Un changement de mentalité qui risque dans le même temps d’avoir raison... des syndicats. "Dans 5 ans, voire 10 maximum, le personnel va s’organiser via des réseaux sociaux internes par exemple, à l’image de la notation des taxis dans certaines applications", analyse l’actuel homme fort d’Econocom. Car si, en l’état, les gens se parlent bien évidemment déjà, les mouvements de contestation vont de plus en plus s’organiser entre les employés eux-mêmes. Et c’est "très souhaitable", car les syndicats, bien que "nécessaires car il n’y a pas de progrès sans contre-pouvoir", ont clairement manqué le coche ces dernières années. "En Belgique comme en France, ils ont été trop politisés par rapport à l’Allemagne ou aux Etats-Unis, où ils sont plus à l’écoute des vraies revendications du personnel qu’ici." Pour lui, le changement qui pointe le bout de son nez sera aussi "disruptif" que l’avènement de l’imprimerie qui a considérablement réduit le pouvoir du clergé en permettant aux gens de questionner ses dires. "Quand on regardera en arrière, on verra qu’internet a été le second point d’inflexion après Gutenberg."

Econocom
  • Fondé en 1974 par Jean-Louis Bouchard sous le nom d’Europe Computer Systèmes (ECS)

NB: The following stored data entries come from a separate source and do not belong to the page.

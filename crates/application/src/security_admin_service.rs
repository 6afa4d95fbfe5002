use std::sync::Arc;

use chrono::Duration;
use serde_json::{Map, Value};
use tasklane_core::{ActorIdentity, AppError, AppResult};
use tasklane_domain::{
    Action, AuditAction, AuthorizationTarget, MembershipRole, ResourceType, Role, RoleId,
    RolePriority,
};

use crate::{AuditLogger, AuditRecord, AuthorizationService, Clock, SecurityAdminRepository};

/// Application service for role, delegation and override administration.
#[derive(Clone)]
pub struct SecurityAdminService {
    authorization_service: AuthorizationService,
    repository: Arc<dyn SecurityAdminRepository>,
    audit_logger: AuditLogger,
    clock: Arc<dyn Clock>,
    default_resource_permission_expiry: Option<Duration>,
}

impl SecurityAdminService {
    /// Creates a new service from required dependencies.
    #[must_use]
    pub fn new(
        authorization_service: AuthorizationService,
        repository: Arc<dyn SecurityAdminRepository>,
        audit_logger: AuditLogger,
        clock: Arc<dyn Clock>,
    ) -> Self {
        Self {
            authorization_service,
            repository,
            audit_logger,
            clock,
            default_resource_permission_expiry: None,
        }
    }

    /// Applies an expiry to resource overrides granted without one.
    #[must_use]
    pub fn with_default_resource_permission_expiry(mut self, expiry: Option<Duration>) -> Self {
        self.default_resource_permission_expiry = expiry;
        self
    }

    async fn require(
        &self,
        actor: &ActorIdentity,
        action: Action,
        target: impl Into<AuthorizationTarget>,
    ) -> AppResult<()> {
        self.authorization_service
            .require_permission(actor, action, &target.into())
            .await
    }

    async fn actor_priority(&self, actor: &ActorIdentity) -> AppResult<RolePriority> {
        self.authorization_service
            .effective_priority(actor.user_id(), actor.organization_id())
            .await?
            .ok_or_else(|| {
                AppError::Forbidden(format!(
                    "user '{}' is not an active member of organization '{}'",
                    actor.user_id(),
                    actor.organization_id()
                ))
            })
    }

    async fn ensure_within_ceiling(
        &self,
        actor: &ActorIdentity,
        priority: RolePriority,
    ) -> AppResult<()> {
        let actor_priority = self.actor_priority(actor).await?;
        if priority > actor_priority {
            return Err(AppError::Forbidden(format!(
                "priority {} exceeds own priority {}",
                priority.value(),
                actor_priority.value()
            )));
        }

        Ok(())
    }

    async fn find_role(&self, actor: &ActorIdentity, role_id: RoleId) -> AppResult<Role> {
        self.repository
            .find_role(actor.organization_id(), role_id)
            .await?
            .ok_or_else(|| AppError::NotFound(format!("role '{role_id}' not found")))
    }

    async fn membership_role_key(
        &self,
        actor: &ActorIdentity,
        role: MembershipRole,
    ) -> AppResult<String> {
        match role {
            MembershipRole::Legacy(legacy_role) => Ok(legacy_role.as_str().to_owned()),
            MembershipRole::Dynamic(role_id) => Ok(self
                .repository
                .find_role(actor.organization_id(), role_id)
                .await?
                .map(|role| role.key.as_str().to_owned())
                .unwrap_or_default()),
        }
    }

    async fn audit(
        &self,
        actor: &ActorIdentity,
        action: AuditAction,
        resource_type: &str,
        resource_id: String,
        detail: String,
    ) {
        let mut context = Map::new();
        context.insert("detail".to_owned(), Value::from(detail));

        self.audit_logger
            .record(AuditRecord {
                organization_id: actor.organization_id(),
                actor: Some(actor.user_id()),
                action: action.as_str().to_owned(),
                resource_type: Some(resource_type.to_owned()),
                resource_id: Some(resource_id),
                permitted: true,
                context,
                ip_address: actor.context().ip_address().map(str::to_owned),
                user_agent: actor.context().user_agent().map(str::to_owned),
            })
            .await;
    }
}

mod audit_log;
mod delegations;
mod resource_permissions;
mod roles;

pub use audit_log::{MAX_AUDIT_EXPORT_ROWS, MAX_AUDIT_PAGE_SIZE};

#[cfg(test)]
mod tests;
use std::time::Duration;

use sqlx::PgPool;
use sqlx::postgres::PgPoolOptions;
use tasklane_core::AppError;

const MAX_CONNECTIONS: u32 = 10;
const ACQUIRE_TIMEOUT: Duration = Duration::from_secs(5);

/// Opens the connection pool and applies the embedded security schema.
pub async fn connect_and_migrate(database_url: &str) -> Result<PgPool, AppError> {
    let pool = PgPoolOptions::new()
        .max_connections(MAX_CONNECTIONS)
        .acquire_timeout(ACQUIRE_TIMEOUT)
        .connect(database_url)
        .await
        .map_err(|error| AppError::Internal(format!("failed to connect to database: {error}")))?;

    sqlx::migrate!("../../crates/infrastructure/migrations")
        .run(&pool)
        .await
        .map_err(|error| AppError::Internal(format!("failed to run migrations: {error}")))?;
    tracing::debug!("security schema migrations are current");

    Ok(pool)
}
use super::*;

use tasklane_core::OrganizationId;

use crate::{AuditLogEntry, AuditLogQuery, AuditSummary, AuditWindow};

/// Largest page returned by audit listing.
pub const MAX_AUDIT_PAGE_SIZE: usize = 500;
/// Largest number of entries returned by one export.
pub const MAX_AUDIT_EXPORT_ROWS: usize = 10_000;

impl SecurityAdminService {
    /// Lists audit entries of the actor's organization, newest first.
    pub async fn list_audit_entries(
        &self,
        actor: &ActorIdentity,
        query: AuditLogQuery,
    ) -> AppResult<Vec<AuditLogEntry>> {
        self.require(actor, Action::Read, ResourceType::AuditLog)
            .await?;

        self.audit_logger
            .list(AuditLogQuery {
                organization_id: Some(actor.organization_id()),
                limit: query.limit.clamp(1, MAX_AUDIT_PAGE_SIZE),
                ..query
            })
            .await
    }

    /// Aggregates the actor's organization audit entries in a window.
    pub async fn audit_summary(
        &self,
        actor: &ActorIdentity,
        window: AuditWindow,
    ) -> AppResult<AuditSummary> {
        self.require(actor, Action::Read, ResourceType::AuditLog)
            .await?;

        self.audit_logger
            .summary(Some(actor.organization_id()), window)
            .await
    }

    /// Returns every entry in the window for offline analysis.
    pub async fn export_audit_entries(
        &self,
        actor: &ActorIdentity,
        window: AuditWindow,
    ) -> AppResult<Vec<AuditLogEntry>> {
        self.require(actor, Action::Export, ResourceType::AuditLog)
            .await?;

        let entries = self
            .audit_logger
            .list(export_query(actor.organization_id(), window))
            .await?;
        tracing::info!(
            organization_id = %actor.organization_id(),
            exported = entries.len(),
            "exported audit log entries"
        );

        Ok(entries)
    }

    /// Deletes the actor's organization entries older than `retention_days`.
    pub async fn purge_audit_entries(
        &self,
        actor: &ActorIdentity,
        retention_days: u16,
    ) -> AppResult<u64> {
        self.require(actor, Action::Destroy, ResourceType::AuditLog)
            .await?;

        let purged = self
            .audit_logger
            .purge(actor.organization_id(), retention_days)
            .await?;

        self.audit(
            actor,
            AuditAction::AuditEntriesPurged,
            ResourceType::AuditLog.as_str(),
            actor.organization_id().to_string(),
            format!("purged {purged} entries older than {retention_days} days"),
        )
        .await;

        Ok(purged)
    }
}

fn export_query(organization_id: OrganizationId, window: AuditWindow) -> AuditLogQuery {
    AuditLogQuery {
        organization_id: Some(organization_id),
        actor: None,
        action: None,
        resource_type: None,
        permitted: None,
        window,
        limit: MAX_AUDIT_EXPORT_ROWS,
        offset: 0,
    }
}
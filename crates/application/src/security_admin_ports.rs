mod inputs;
mod repository;

pub use inputs::{
    AddRolePermissionInput, CreateDelegationInput, CreateRoleInput, DelegationQuery,
    DuplicateRoleInput, GrantResourcePermissionInput, ResourcePermissionQuery, UpdateRoleInput,
};
pub use repository::SecurityAdminRepository;
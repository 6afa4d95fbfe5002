use std::sync::Arc;

use chrono::Duration;
use tasklane_core::{ActorIdentity, AppError, NonEmptyString, OrganizationId, UserId};
use tasklane_domain::{
    Action, AuthorizationTarget, GrantConditions, GrantScope, LegacyRole, MembershipRole,
    Permission, ResourcePermissionId, ResourceType, Role, RoleGrant, RoleId, RoleKey,
    RolePriority,
};

use crate::security_admin_ports::{
    AddRolePermissionInput, CreateDelegationInput, CreateRoleInput, DelegationQuery,
    DuplicateRoleInput, GrantResourcePermissionInput, ResourcePermissionQuery, UpdateRoleInput,
};
use crate::test_support::{
    FakeSecurityStore, FixedClock, InMemoryAuditLog, RecordingCapabilityCache,
};
use crate::{
    AuditLogQuery, AuditLogger, AuditWindow, AuthorizationService, Clock, RoleBootstrapService,
    SecurityAdminRepository,
};

use super::SecurityAdminService;

struct Harness {
    store: Arc<FakeSecurityStore>,
    clock: Arc<FixedClock>,
    audit_log: Arc<InMemoryAuditLog>,
    cache: Arc<RecordingCapabilityCache>,
    organization_id: OrganizationId,
}

impl Harness {
    async fn new() -> Self {
        let harness = Self {
            store: Arc::new(FakeSecurityStore::default()),
            clock: Arc::new(FixedClock::default()),
            audit_log: Arc::new(InMemoryAuditLog::default()),
            cache: Arc::new(RecordingCapabilityCache::default()),
            organization_id: OrganizationId::new(),
        };
        let seeded = RoleBootstrapService::new(harness.store.clone())
            .ensure_default_roles(harness.organization_id)
            .await;
        assert!(seeded.is_ok());
        harness
    }

    fn service(&self) -> SecurityAdminService {
        let audit_logger = AuditLogger::new(self.audit_log.clone(), self.clock.clone());
        let authorization_service =
            AuthorizationService::new(self.store.clone(), self.clock.clone())
                .with_audit_logger(audit_logger.clone())
                .with_capability_cache(self.cache.clone(), 300);

        SecurityAdminService::new(
            authorization_service,
            self.store.clone(),
            audit_logger,
            self.clock.clone(),
        )
    }

    fn actor(&self, user_id: UserId) -> ActorIdentity {
        ActorIdentity::new(user_id, self.organization_id)
    }

    async fn legacy_member(&self, legacy_role: LegacyRole) -> UserId {
        let user_id = UserId::new();
        self.store
            .add_membership(
                self.organization_id,
                user_id,
                MembershipRole::Legacy(legacy_role),
            )
            .await;
        user_id
    }

    async fn role_manager(&self, priority: u16) -> UserId {
        let role = custom_role(
            self.organization_id,
            "role_manager",
            priority,
            vec![RoleGrant::unconditional(Permission::new(
                ResourceType::Role,
                Action::Manage,
            ))],
        );
        let user_id = UserId::new();
        self.store
            .add_membership(
                self.organization_id,
                user_id,
                MembershipRole::Dynamic(role.id),
            )
            .await;
        self.store.add_role(role).await;
        user_id
    }

    async fn system_role(&self, legacy_role: LegacyRole) -> Role {
        self.store
            .list_roles(self.organization_id)
            .await
            .unwrap_or_default()
            .into_iter()
            .find(|role| role.key.as_str() == legacy_role.as_str())
            .unwrap_or_else(|| unreachable!())
    }

    async fn audit_actions(&self) -> Vec<String> {
        self.audit_log
            .entries
            .lock()
            .await
            .iter()
            .map(|entry| entry.action.clone())
            .collect()
    }
}
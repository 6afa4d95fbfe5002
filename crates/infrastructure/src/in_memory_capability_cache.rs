use std::collections::HashMap;
use std::time::{Duration, Instant};

use async_trait::async_trait;
use tasklane_application::CapabilityCache;
use tasklane_core::{AppResult, OrganizationId, UserId};
use tasklane_domain::RuleSet;
use tokio::sync::RwLock;

const SWEEP_INTERVAL: Duration = Duration::from_secs(60);

#[derive(Debug, Clone)]
struct CapabilityCacheEntry {
    rule_set: RuleSet,
    expires_at: Instant,
}

#[derive(Debug)]
struct CapabilityCacheState {
    entries: HashMap<(OrganizationId, UserId), CapabilityCacheEntry>,
    last_sweep: Instant,
}

impl Default for CapabilityCacheState {
    fn default() -> Self {
        Self {
            entries: HashMap::new(),
            last_sweep: Instant::now(),
        }
    }
}

impl CapabilityCacheState {
    /// Drops expired entries at most once per sweep interval.
    fn sweep_expired(&mut self, now: Instant) {
        if now.saturating_duration_since(self.last_sweep) < SWEEP_INTERVAL {
            return;
        }

        self.entries.retain(|_, entry| entry.expires_at > now);
        self.last_sweep = now;
    }
}

/// In-memory capability cache adapter.
///
/// Expired entries are dropped when read and swept periodically on write.
#[derive(Debug, Default)]
pub struct InMemoryCapabilityCache {
    state: RwLock<CapabilityCacheState>,
}

impl InMemoryCapabilityCache {
    /// Creates an empty in-memory capability cache.
    #[must_use]
    pub fn new() -> Self {
        Self::default()
    }
}

#[async_trait]
impl CapabilityCache for InMemoryCapabilityCache {
    async fn get_rule_set(
        &self,
        organization_id: OrganizationId,
        user_id: UserId,
    ) -> AppResult<Option<RuleSet>> {
        let key = (organization_id, user_id);
        {
            let state = self.state.read().await;
            let Some(entry) = state.entries.get(&key) else {
                return Ok(None);
            };
            if entry.expires_at > Instant::now() {
                return Ok(Some(entry.rule_set.clone()));
            }
        }

        self.state.write().await.entries.remove(&key);
        Ok(None)
    }

    async fn set_rule_set(
        &self,
        organization_id: OrganizationId,
        user_id: UserId,
        rule_set: &RuleSet,
        ttl_seconds: u32,
    ) -> AppResult<()> {
        if ttl_seconds == 0 {
            return Ok(());
        }

        let now = Instant::now();
        let expires_at = now
            .checked_add(Duration::from_secs(u64::from(ttl_seconds)))
            .unwrap_or(now);

        let mut state = self.state.write().await;
        state.sweep_expired(now);
        state.entries.insert(
            (organization_id, user_id),
            CapabilityCacheEntry {
                rule_set: rule_set.clone(),
                expires_at,
            },
        );

        Ok(())
    }

    async fn invalidate_actor(
        &self,
        organization_id: OrganizationId,
        user_id: UserId,
    ) -> AppResult<()> {
        self.state
            .write()
            .await
            .entries
            .remove(&(organization_id, user_id));

        Ok(())
    }

    async fn invalidate_organization(&self, organization_id: OrganizationId) -> AppResult<()> {
        self.state
            .write()
            .await
            .entries
            .retain(|(entry_organization_id, _), _| *entry_organization_id != organization_id);

        Ok(())
    }
}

  • Plus de 2,5 milliards d’euros de chiffres d’affaires annuel
  • Plus de 10.000 collaborateurs répartis dans 19 pays
  • Principalement actif dans la distribution, l’éducation, la santé et l’industrie
  • Compte des clients comme Suez, Renault, France Télévisions, Klepierre, Vinci Energies, Daikin, BNP Paribas Fortis, MSC ou le CHIREC
  • En Belgique, le groupe emploie 650 personnes, dont 250 à Zaventem

Et sinon, quelle conclusion tire Jean-Louis Bouchard sur l’aventure Econocom? "Aucune", répond-il en riant. "Plus sérieusement, c’est difficile de répondre, comme pour la vie en général. La conclusion, c’est que je m’amuse bien. Je vis une aventure et je pense n’en être toujours qu’au début. Il y a tellement de choses à faire que je ne prendrai jamais ma retraite, sauf si ma santé ne me le permet plus. En fait, je pense comme Mère Teresa que celui qui n’aura pas pris de risque n’aura pas vécu." Plus encore maintenant que les mentalités ont changé. Désormais, "on a le droit d’entreprendre, ce qui n’a pas toujours été le cas". Preuve en est: "La société est organisée autour d’entreprises qui n’existaient pas il y a 200 ou 300 ans. Les États mettent à disposition des entrepreneurs énormément de ressources, à savoir du personnel formé, la santé, l’éducation, les routes, la diplomatie, des armées. En tant que chef d’entreprise, il s’agit-là d’un énorme cadeau." La conclusion? "Aujourd’hui, on a l’obligation de se bouger."